─── RECORDS PROVIDED ───

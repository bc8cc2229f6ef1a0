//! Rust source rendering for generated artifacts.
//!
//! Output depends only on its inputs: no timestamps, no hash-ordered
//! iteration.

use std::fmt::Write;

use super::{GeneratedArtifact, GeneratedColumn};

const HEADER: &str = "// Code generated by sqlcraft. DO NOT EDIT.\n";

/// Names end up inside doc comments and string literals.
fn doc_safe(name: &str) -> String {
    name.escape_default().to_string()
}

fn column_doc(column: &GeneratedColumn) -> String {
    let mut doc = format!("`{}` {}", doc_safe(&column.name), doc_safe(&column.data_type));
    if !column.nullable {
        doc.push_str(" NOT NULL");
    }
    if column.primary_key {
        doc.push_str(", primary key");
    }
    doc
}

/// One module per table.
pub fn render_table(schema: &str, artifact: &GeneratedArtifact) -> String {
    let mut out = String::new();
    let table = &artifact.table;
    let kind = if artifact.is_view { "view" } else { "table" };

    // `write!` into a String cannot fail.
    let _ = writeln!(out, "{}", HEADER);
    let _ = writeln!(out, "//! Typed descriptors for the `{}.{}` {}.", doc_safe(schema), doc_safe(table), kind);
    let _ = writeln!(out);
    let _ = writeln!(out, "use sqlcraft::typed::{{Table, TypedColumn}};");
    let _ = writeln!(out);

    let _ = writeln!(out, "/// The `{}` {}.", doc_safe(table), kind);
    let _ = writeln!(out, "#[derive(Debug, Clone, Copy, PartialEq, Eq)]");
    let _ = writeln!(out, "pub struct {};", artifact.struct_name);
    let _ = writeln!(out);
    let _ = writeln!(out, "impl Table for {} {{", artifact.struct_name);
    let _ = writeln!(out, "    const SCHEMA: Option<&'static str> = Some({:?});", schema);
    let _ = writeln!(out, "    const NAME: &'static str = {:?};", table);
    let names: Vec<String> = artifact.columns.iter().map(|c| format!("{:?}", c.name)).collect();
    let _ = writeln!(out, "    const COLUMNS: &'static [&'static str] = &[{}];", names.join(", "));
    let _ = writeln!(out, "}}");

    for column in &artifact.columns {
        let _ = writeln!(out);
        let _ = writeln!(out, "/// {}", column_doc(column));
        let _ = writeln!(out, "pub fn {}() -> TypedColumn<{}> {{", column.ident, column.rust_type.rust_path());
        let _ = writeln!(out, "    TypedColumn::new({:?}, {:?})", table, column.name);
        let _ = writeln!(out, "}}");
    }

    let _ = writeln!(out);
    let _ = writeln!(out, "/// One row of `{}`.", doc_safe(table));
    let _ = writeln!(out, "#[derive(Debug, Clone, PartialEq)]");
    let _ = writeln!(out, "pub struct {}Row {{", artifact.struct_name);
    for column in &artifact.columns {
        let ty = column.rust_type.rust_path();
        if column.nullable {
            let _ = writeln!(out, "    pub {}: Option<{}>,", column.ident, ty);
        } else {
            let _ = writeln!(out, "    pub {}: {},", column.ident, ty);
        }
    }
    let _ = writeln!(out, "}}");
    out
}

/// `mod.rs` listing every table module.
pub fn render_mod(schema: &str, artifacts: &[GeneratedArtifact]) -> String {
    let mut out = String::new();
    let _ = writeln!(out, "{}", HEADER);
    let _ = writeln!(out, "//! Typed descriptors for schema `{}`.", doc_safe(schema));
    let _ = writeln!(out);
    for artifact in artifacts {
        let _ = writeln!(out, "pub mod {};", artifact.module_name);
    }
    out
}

───
─── RECORDS PROVIDED ───

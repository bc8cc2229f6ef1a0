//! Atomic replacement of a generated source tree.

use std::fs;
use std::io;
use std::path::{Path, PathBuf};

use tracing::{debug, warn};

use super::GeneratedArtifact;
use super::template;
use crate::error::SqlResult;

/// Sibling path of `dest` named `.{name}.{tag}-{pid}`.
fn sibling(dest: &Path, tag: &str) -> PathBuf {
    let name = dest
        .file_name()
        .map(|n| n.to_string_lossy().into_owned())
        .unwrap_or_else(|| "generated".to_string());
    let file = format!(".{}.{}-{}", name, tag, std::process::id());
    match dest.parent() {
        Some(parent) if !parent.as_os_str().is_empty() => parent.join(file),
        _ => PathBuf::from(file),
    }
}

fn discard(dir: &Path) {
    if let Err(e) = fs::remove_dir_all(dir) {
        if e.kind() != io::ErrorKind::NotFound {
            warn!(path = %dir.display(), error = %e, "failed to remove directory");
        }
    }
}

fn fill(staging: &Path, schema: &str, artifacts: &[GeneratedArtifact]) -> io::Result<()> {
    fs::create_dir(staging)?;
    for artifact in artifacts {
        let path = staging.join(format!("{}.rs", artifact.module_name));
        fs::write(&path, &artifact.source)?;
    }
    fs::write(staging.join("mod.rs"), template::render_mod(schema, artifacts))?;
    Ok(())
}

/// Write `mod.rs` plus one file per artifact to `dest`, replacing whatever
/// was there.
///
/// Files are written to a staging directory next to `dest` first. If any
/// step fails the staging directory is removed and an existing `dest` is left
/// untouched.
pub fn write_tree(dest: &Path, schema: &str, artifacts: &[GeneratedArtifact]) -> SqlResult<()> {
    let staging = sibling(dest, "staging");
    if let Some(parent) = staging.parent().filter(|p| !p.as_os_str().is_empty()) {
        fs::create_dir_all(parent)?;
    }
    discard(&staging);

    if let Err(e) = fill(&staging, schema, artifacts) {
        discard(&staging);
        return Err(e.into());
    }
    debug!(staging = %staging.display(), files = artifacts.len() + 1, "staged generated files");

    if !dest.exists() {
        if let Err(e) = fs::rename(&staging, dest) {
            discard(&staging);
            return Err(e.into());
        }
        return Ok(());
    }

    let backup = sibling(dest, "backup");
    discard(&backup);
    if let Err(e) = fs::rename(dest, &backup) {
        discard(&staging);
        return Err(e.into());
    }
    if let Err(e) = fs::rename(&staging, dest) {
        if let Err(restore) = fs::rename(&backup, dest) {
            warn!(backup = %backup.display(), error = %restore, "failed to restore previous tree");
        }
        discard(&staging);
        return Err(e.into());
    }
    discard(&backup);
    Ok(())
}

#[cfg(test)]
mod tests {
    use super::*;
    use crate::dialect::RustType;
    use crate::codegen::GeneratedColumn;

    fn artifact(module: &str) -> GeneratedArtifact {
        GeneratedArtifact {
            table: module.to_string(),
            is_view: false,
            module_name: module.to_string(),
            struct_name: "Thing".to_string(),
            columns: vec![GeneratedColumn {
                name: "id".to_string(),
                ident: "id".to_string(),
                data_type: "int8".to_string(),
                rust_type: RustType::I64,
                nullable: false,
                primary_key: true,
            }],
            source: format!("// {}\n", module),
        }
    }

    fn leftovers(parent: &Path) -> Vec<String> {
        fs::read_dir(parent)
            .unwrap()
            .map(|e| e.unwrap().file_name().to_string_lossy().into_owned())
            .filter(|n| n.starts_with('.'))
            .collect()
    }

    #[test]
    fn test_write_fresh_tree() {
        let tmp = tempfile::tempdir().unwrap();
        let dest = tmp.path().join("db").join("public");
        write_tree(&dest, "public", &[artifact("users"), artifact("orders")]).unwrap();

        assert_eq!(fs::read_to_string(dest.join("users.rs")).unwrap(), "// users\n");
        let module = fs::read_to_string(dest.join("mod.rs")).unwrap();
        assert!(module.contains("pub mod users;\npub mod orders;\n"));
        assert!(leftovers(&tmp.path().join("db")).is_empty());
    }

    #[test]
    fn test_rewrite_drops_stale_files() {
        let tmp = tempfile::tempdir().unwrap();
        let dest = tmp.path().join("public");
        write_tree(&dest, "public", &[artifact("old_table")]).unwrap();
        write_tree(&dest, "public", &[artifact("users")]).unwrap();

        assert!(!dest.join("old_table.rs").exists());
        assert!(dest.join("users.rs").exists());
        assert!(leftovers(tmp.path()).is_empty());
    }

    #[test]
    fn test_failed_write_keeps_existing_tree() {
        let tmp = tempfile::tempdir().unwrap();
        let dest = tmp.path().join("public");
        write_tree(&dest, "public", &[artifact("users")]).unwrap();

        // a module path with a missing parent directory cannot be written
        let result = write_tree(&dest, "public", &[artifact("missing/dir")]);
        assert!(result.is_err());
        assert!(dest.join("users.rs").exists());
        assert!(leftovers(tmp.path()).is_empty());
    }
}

───

_WORK TASK_
Work out how many lines in the records above contain the word "nullable", and reply with that number alone.

_TASK SOLUTION_
3